Morir es algo que nadie sabe cuándo llegará. Si bien algunos conocen la fecha de su caducidad, gracias a la medicina moderna, la verdad es que en cualquier momento nos puede pasar un accidente mortal. Es fue el caso de Esquilo, dramaturgo griego; predecesor de Sócrates y de Eurípides. Un día él caminaba hacia las afueras de las ciudad, porque un oráculo profetizó que el moriría aplastado por una casa. Y creyó que al exiliarse a las afueras, podría evitar las frías garras de la muerte; pero paso todo lo contrario. Un quebrantahuesos vio su reluciente calva, creyendo que era una afilada roca.

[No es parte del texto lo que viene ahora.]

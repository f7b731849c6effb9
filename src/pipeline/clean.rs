// src/pipeline/clean.rs

use std::fs;
use std::io;

use anyhow::{Context, Result};
use tracing::debug;

use crate::pipeline::context::BuildContext;

/// Remove the output directory and everything under it.
///
/// A missing output directory is success (there is nothing to remove);
/// any other error, such as a permission failure, propagates.
///
/// Returns 1 when a directory was removed, 0 when it was already absent.
pub fn remove_output(ctx: &BuildContext) -> Result<usize> {
    let output_root = &ctx.paths.output_root;

    match fs::remove_dir_all(output_root) {
        Ok(()) => {
            debug!(path = ?output_root, "removed output directory");
            Ok(1)
        }
        Err(err) if err.kind() == io::ErrorKind::NotFound => {
            debug!(path = ?output_root, "output directory already absent");
            Ok(0)
        }
        Err(err) => {
            Err(err).with_context(|| format!("removing output directory {:?}", output_root))
        }
    }
}
// src/watch/hash.rs

use std::collections::HashMap;
use std::fs::File;
use std::io::Read;
use std::path::Path;

use anyhow::{Context, Result};
use blake3::Hasher;
use tracing::debug;
use walkdir::WalkDir;

use crate::pipeline::context::relative_str;
use crate::watch::patterns::WatchRule;

/// Remembers the last aggregate content hash per watch rule.
///
/// The ledger lives for one dev session; the first check for a rule always
/// reports a change so the initial trigger is never swallowed.
#[derive(Debug, Default)]
pub struct HashLedger {
    seen: HashMap<String, String>,
}

impl HashLedger {
    pub fn new() -> Self {
        Self::default()
    }

    /// Recompute the aggregate hash for the rule's files and compare it with
    /// the stored one. Updates the ledger when the hash moved.
    pub fn changed(&mut self, rule: &WatchRule, root: &Path) -> Result<bool> {
        let hash = aggregate_hash(rule, root)?;
        match self.seen.get(rule.label()) {
            Some(previous) if *previous == hash => {
                debug!(rule = rule.label(), "content hash unchanged");
                Ok(false)
            }
            _ => {
                self.seen.insert(rule.label().to_string(), hash);
                Ok(true)
            }
        }
    }
}

/// Hash the contents of every file under `root` the rule matches.
///
/// Paths are sorted before hashing so the result is independent of walk
/// order, and each relative path is mixed in ahead of its contents so
/// renames register as changes.
fn aggregate_hash(rule: &WatchRule, root: &Path) -> Result<String> {
    let mut files: Vec<(String, std::path::PathBuf)> = Vec::new();

    for entry in WalkDir::new(root) {
        let entry = entry.with_context(|| format!("walking {:?}", root))?;
        if !entry.file_type().is_file() {
            continue;
        }
        if let Some(rel) = relative_str(root, entry.path()) {
            if rule.matches(&rel) {
                files.push((rel, entry.path().to_path_buf()));
            }
        }
    }

    files.sort();

    let mut hasher = Hasher::new();
    for (rel, path) in files {
        hasher.update(rel.as_bytes());
        hasher.update(&[0]);

        let mut file =
            File::open(&path).with_context(|| format!("opening file for hashing: {:?}", path))?;
        let mut buf = [0u8; 8192];
        loop {
            let n = file.read(&mut buf)?;
            if n == 0 {
                break;
            }
            hasher.update(&buf[..n]);
        }
    }

    let hash = hasher.finalize().to_hex().to_string();
    debug!(rule = rule.label(), hash = %hash, "computed aggregate hash");
    Ok(hash)
}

Lo cierto es que me imaginé a Esquilo sentado por allí, pensado sobre la temática de su siguiente tragedia. Y es que la idea, de que un hombre vagase por el resto de la eternidad sin saber que había muerto, no era tan mala. Pero algo le faltaba, por eso se quedó toda esa tarde pensando:
- ¿Cómo aquel trágico destino podría traer una enseñanza?
Mientras del cielo cayó algo ovalado. Esquilo sintió que algo le toco la calva, miró hacia arriba y no vio nada. Volvió adentrarse en sus pensamientos sin saber que su cuerpo yacía de cara al cielo, y que una tortuga intentaba enderezarse para después lavarse en el rió.